Given records section start

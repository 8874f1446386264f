//! Circular buffers in a device address space.
//!
//! A [`RingBuffer`] is just the address of a control block. Producer and
//! consumer each own one offset: the producer only ever writes `head`, the
//! consumer only ever writes `tail`, so the data bytes need no locking as
//! long as there is one producer and one consumer per ring.

use bytes::Bytes;
use etsoc_chip::ring::{self, ControlBlock, CONTROL_BLOCK_SIZE};
use etsoc_chip::wire::{CommonHeader, COMMON_HEADER_SIZE};

use crate::error::{EtError, Result};
use crate::mmio::MmioAccess;

/// Handle on a control block at a fixed address.
#[derive(Debug, Clone, Copy, PartialEq, Eq)]
pub struct RingBuffer {
    base: u64,
}

impl RingBuffer {
    /// Ring whose control block starts at `base`.
    pub const fn new(base: u64) -> Self {
        Self { base }
    }

    /// Address of the control block.
    pub const fn base(&self) -> u64 {
        self.base
    }

    const fn data_addr(&self, offset: u64) -> u64 {
        self.base + CONTROL_BLOCK_SIZE as u64 + offset
    }

    /// Write an empty control block for `length` data bytes.
    ///
    /// # Errors
    ///
    /// Returns error if the control block is not backed.
    pub fn init<B: MmioAccess + ?Sized>(&self, bus: &B, length: u64) -> Result<()> {
        bus.mmio_write(self.base, &ControlBlock::empty(length).encode())
    }

    /// Read and validate the control block.
    ///
    /// # Errors
    ///
    /// Returns `Protocol` if the offsets are outside the data area.
    pub fn control<B: MmioAccess + ?Sized>(&self, bus: &B) -> Result<ControlBlock> {
        let mut raw = [0u8; CONTROL_BLOCK_SIZE];
        bus.mmio_read(self.base, &mut raw)?;
        let cb = ControlBlock::decode(&raw)
            .ok_or_else(|| EtError::protocol("short control block"))?;
        if !cb.is_valid() {
            return Err(EtError::protocol(format!(
                "corrupt control block at {:#x}: head={} tail={} length={}",
                self.base, cb.head, cb.tail, cb.length
            )));
        }
        Ok(cb)
    }

    fn write_wrapped<B: MmioAccess + ?Sized>(
        &self,
        bus: &B,
        length: u64,
        pos: u64,
        data: &[u8],
    ) -> Result<u64> {
        let (first, _) = ring::wrap_split(pos, data.len() as u64, length);
        #[allow(clippy::cast_possible_truncation)]
        let (front, back) = data.split_at(first as usize);
        bus.mmio_write(self.data_addr(pos), front)?;
        if !back.is_empty() {
            bus.mmio_write(self.data_addr(0), back)?;
        }
        Ok(ring::advance(pos, data.len() as u64, length))
    }

    fn read_wrapped<B: MmioAccess + ?Sized>(
        &self,
        bus: &B,
        length: u64,
        pos: u64,
        buf: &mut [u8],
    ) -> Result<u64> {
        let (first, _) = ring::wrap_split(pos, buf.len() as u64, length);
        #[allow(clippy::cast_possible_truncation)]
        let (front, back) = buf.split_at_mut(first as usize);
        bus.mmio_read(self.data_addr(pos), front)?;
        if !back.is_empty() {
            bus.mmio_read(self.data_addr(0), back)?;
        }
        Ok(ring::advance(pos, buf.len() as u64, length))
    }

    /// Producer side: append `data` as a unit.
    ///
    /// Returns the control block after the write, or `None` (nothing
    /// touched) if `data` does not fit in the available space.
    ///
    /// # Errors
    ///
    /// Returns error if the window access fails or the control block is corrupt.
    pub fn push<B: MmioAccess + ?Sized>(&self, bus: &B, data: &[u8]) -> Result<Option<ControlBlock>> {
        let mut cb = self.control(bus)?;
        if data.len() as u64 > cb.available() {
            return Ok(None);
        }
        cb.head = self.write_wrapped(bus, cb.length, cb.head, data)?;
        bus.write_u64(self.base + ring::HEAD_OFFSET, cb.head)?;
        Ok(Some(cb))
    }

    /// Consumer side: pop one framed message (common header plus `size`
    /// bytes).
    ///
    /// Returns `None` when the ring is empty, otherwise the frame and the
    /// control block after the pop.
    ///
    /// # Errors
    ///
    /// Returns `Protocol` for a zero `size` field (the header is consumed) or
    /// for a frame longer than the queued bytes (everything queued is
    /// discarded, since the framing is lost). Either way the ring stays
    /// usable.
    pub fn pop_frame<B: MmioAccess + ?Sized>(
        &self,
        bus: &B,
    ) -> Result<Option<(Bytes, ControlBlock)>> {
        self.pop(bus, false)
    }

    /// Device side of a submission queue: like [`Self::pop_frame`], but a
    /// command may have an empty body.
    ///
    /// # Errors
    ///
    /// Returns `Protocol` for a frame longer than the queued bytes, after
    /// discarding them.
    pub fn pop_command<B: MmioAccess + ?Sized>(
        &self,
        bus: &B,
    ) -> Result<Option<(Bytes, ControlBlock)>> {
        self.pop(bus, true)
    }

    fn pop<B: MmioAccess + ?Sized>(
        &self,
        bus: &B,
        allow_empty: bool,
    ) -> Result<Option<(Bytes, ControlBlock)>> {
        let mut cb = self.control(bus)?;
        let used = cb.used();
        if used == 0 {
            return Ok(None);
        }
        if used < COMMON_HEADER_SIZE as u64 {
            self.discard(bus, &cb)?;
            return Err(EtError::protocol(format!(
                "{used} queued bytes cannot hold a message header"
            )));
        }
        let mut frame = vec![0u8; COMMON_HEADER_SIZE];
        let after_header = self.read_wrapped(bus, cb.length, cb.tail, &mut frame)?;
        let header = CommonHeader::decode(&frame)
            .ok_or_else(|| EtError::protocol("short message header"))?;
        if header.size == 0 && !allow_empty {
            bus.write_u64(self.base + ring::TAIL_OFFSET, after_header)?;
            return Err(EtError::protocol(format!(
                "message {} (tag {}) declares an empty body",
                header.msg_id, header.tag_id
            )));
        }
        if header.frame_len() as u64 > used {
            self.discard(bus, &cb)?;
            return Err(EtError::protocol(format!(
                "message {} declares {} bytes but only {used} are queued",
                header.msg_id,
                header.frame_len()
            )));
        }
        frame.resize(header.frame_len(), 0);
        cb.tail = self.read_wrapped(bus, cb.length, after_header, &mut frame[COMMON_HEADER_SIZE..])?;
        bus.write_u64(self.base + ring::TAIL_OFFSET, cb.tail)?;
        Ok(Some((Bytes::from(frame), cb)))
    }

    /// Drop every byte queued when `cb` was read. Bytes pushed after that
    /// stay queued.
    fn discard<B: MmioAccess + ?Sized>(&self, bus: &B, cb: &ControlBlock) -> Result<()> {
        tracing::debug!("Ring {:#x}: discarding {} queued bytes", self.base, cb.used());
        bus.write_u64(self.base + ring::TAIL_OFFSET, cb.head)
    }

    /// Move `head` (producer side) or `tail` (consumer side) directly.
    ///
    /// # Errors
    ///
    /// Returns error if the window access fails.
    pub fn set_offsets<B: MmioAccess + ?Sized>(&self, bus: &B, head: u64, tail: u64) -> Result<()> {
        bus.write_u64(self.base + ring::HEAD_OFFSET, head)?;
        bus.write_u64(self.base + ring::TAIL_OFFSET, tail)
    }
}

Given records section end

Task description:
The expected output is every record, repeated exactly.

Result for this exercise:
repository 8874f1446386264f
//! Circular buffers in a device address space.
//!
//! A [`RingBuffer`] is just the address of a control block. Producer and
//! consumer each own one offset: the producer only ever writes `head`, the
//! consumer only ever writes `tail`, so the data bytes need no locking as
//! long as there is one producer and one consumer per ring.

use bytes::Bytes;
use etsoc_chip::ring::{self, ControlBlock, CONTROL_BLOCK_SIZE};
use etsoc_chip::wire::{CommonHeader, COMMON_HEADER_SIZE};

use crate::error::{EtError, Result};
use crate::mmio::MmioAccess;

/// Handle on a control block at a fixed address.
#[derive(Debug, Clone, Copy, PartialEq, Eq)]
pub struct RingBuffer {
    base: u64,
}

impl RingBuffer {
    /// Ring whose control block starts at `base`.
    pub const fn new(base: u64) -> Self {
        Self { base }
    }

    /// Address of the control block.
    pub const fn base(&self) -> u64 {
        self.base
    }

    const fn data_addr(&self, offset: u64) -> u64 {
        self.base + CONTROL_BLOCK_SIZE as u64 + offset
    }

    /// Write an empty control block for `length` data bytes.
    ///
    /// # Errors
    ///
    /// Returns error if the control block is not backed.
    pub fn init<B: MmioAccess + ?Sized>(&self, bus: &B, length: u64) -> Result<()> {
        bus.mmio_write(self.base, &ControlBlock::empty(length).encode())
    }

    /// Read and validate the control block.
    ///
    /// # Errors
    ///
    /// Returns `Protocol` if the offsets are outside the data area.
    pub fn control<B: MmioAccess + ?Sized>(&self, bus: &B) -> Result<ControlBlock> {
        let mut raw = [0u8; CONTROL_BLOCK_SIZE];
        bus.mmio_read(self.base, &mut raw)?;
        let cb = ControlBlock::decode(&raw)
            .ok_or_else(|| EtError::protocol("short control block"))?;
        if !cb.is_valid() {
            return Err(EtError::protocol(format!(
                "corrupt control block at {:#x}: head={} tail={} length={}",
                self.base, cb.head, cb.tail, cb.length
            )));
        }
        Ok(cb)
    }

    fn write_wrapped<B: MmioAccess + ?Sized>(
        &self,
        bus: &B,
        length: u64,
        pos: u64,
        data: &[u8],
    ) -> Result<u64> {
        let (first, _) = ring::wrap_split(pos, data.len() as u64, length);
        #[allow(clippy::cast_possible_truncation)]
        let (front, back) = data.split_at(first as usize);
        bus.mmio_write(self.data_addr(pos), front)?;
        if !back.is_empty() {
            bus.mmio_write(self.data_addr(0), back)?;
        }
        Ok(ring::advance(pos, data.len() as u64, length))
    }

    fn read_wrapped<B: MmioAccess + ?Sized>(
        &self,
        bus: &B,
        length: u64,
        pos: u64,
        buf: &mut [u8],
    ) -> Result<u64> {
        let (first, _) = ring::wrap_split(pos, buf.len() as u64, length);
        #[allow(clippy::cast_possible_truncation)]
        let (front, back) = buf.split_at_mut(first as usize);
        bus.mmio_read(self.data_addr(pos), front)?;
        if !back.is_empty() {
            bus.mmio_read(self.data_addr(0), back)?;
        }
        Ok(ring::advance(pos, buf.len() as u64, length))
    }

    /// Producer side: append `data` as a unit.
    ///
    /// Returns the control block after the write, or `None` (nothing
    /// touched) if `data` does not fit in the available space.
    ///
    /// # Errors
    ///
    /// Returns error if the window access fails or the control block is corrupt.
    pub fn push<B: MmioAccess + ?Sized>(&self, bus: &B, data: &[u8]) -> Result<Option<ControlBlock>> {
        let mut cb = self.control(bus)?;
        if data.len() as u64 > cb.available() {
            return Ok(None);
        }
        cb.head = self.write_wrapped(bus, cb.length, cb.head, data)?;
        bus.write_u64(self.base + ring::HEAD_OFFSET, cb.head)?;
        Ok(Some(cb))
    }

    /// Consumer side: pop one framed message (common header plus `size`
    /// bytes).
    ///
    /// Returns `None` when the ring is empty, otherwise the frame and the
    /// control block after the pop.
    ///
    /// # Errors
    ///
    /// Returns `Protocol` for a zero `size` field (the header is consumed) or
    /// for a frame longer than the queued bytes (everything queued is
    /// discarded, since the framing is lost). Either way the ring stays
    /// usable.
    pub fn pop_frame<B: MmioAccess + ?Sized>(
        &self,
        bus: &B,
    ) -> Result<Option<(Bytes, ControlBlock)>> {
        self.pop(bus, false)
    }

    /// Device side of a submission queue: like [`Self::pop_frame`], but a
    /// command may have an empty body.
    ///
    /// # Errors
    ///
    /// Returns `Protocol` for a frame longer than the queued bytes, after
    /// discarding them.
    pub fn pop_command<B: MmioAccess + ?Sized>(
        &self,
        bus: &B,
    ) -> Result<Option<(Bytes, ControlBlock)>> {
        self.pop(bus, true)
    }

    fn pop<B: MmioAccess + ?Sized>(
        &self,
        bus: &B,
        allow_empty: bool,
    ) -> Result<Option<(Bytes, ControlBlock)>> {
        let mut cb = self.control(bus)?;
        let used = cb.used();
        if used == 0 {
            return Ok(None);
        }
        if used < COMMON_HEADER_SIZE as u64 {
            self.discard(bus, &cb)?;
            return Err(EtError::protocol(format!(
                "{used} queued bytes cannot hold a message header"
            )));
        }
        let mut frame = vec![0u8; COMMON_HEADER_SIZE];
        let after_header = self.read_wrapped(bus, cb.length, cb.tail, &mut frame)?;
        let header = CommonHeader::decode(&frame)
            .ok_or_else(|| EtError::protocol("short message header"))?;
        if header.size == 0 && !allow_empty {
            bus.write_u64(self.base + ring::TAIL_OFFSET, after_header)?;
            return Err(EtError::protocol(format!(
                "message {} (tag {}) declares an empty body",
                header.msg_id, header.tag_id
            )));
        }
        if header.frame_len() as u64 > used {
            self.discard(bus, &cb)?;
            return Err(EtError::protocol(format!(
                "message {} declares {} bytes but only {used} are queued",
                header.msg_id,
                header.frame_len()
            )));
        }
        frame.resize(header.frame_len(), 0);
        cb.tail = self.read_wrapped(bus, cb.length, after_header, &mut frame[COMMON_HEADER_SIZE..])?;
        bus.write_u64(self.base + ring::TAIL_OFFSET, cb.tail)?;
        Ok(Some((Bytes::from(frame), cb)))
    }

    /// Drop every byte queued when `cb` was read. Bytes pushed after that
    /// stay queued.
    fn discard<B: MmioAccess + ?Sized>(&self, bus: &B, cb: &ControlBlock) -> Result<()> {
        tracing::debug!("Ring {:#x}: discarding {} queued bytes", self.base, cb.used());
        bus.write_u64(self.base + ring::TAIL_OFFSET, cb.head)
    }

    /// Move `head` (producer side) or `tail` (consumer side) directly.
    ///
    /// # Errors
    ///
    /// Returns error if the window access fails.
    pub fn set_offsets<B: MmioAccess + ?Sized>(&self, bus: &B, head: u64, tail: u64) -> Result<()> {
        bus.write_u64(self.base + ring::HEAD_OFFSET, head)?;
        bus.write_u64(self.base + ring::TAIL_OFFSET, tail)
    }
}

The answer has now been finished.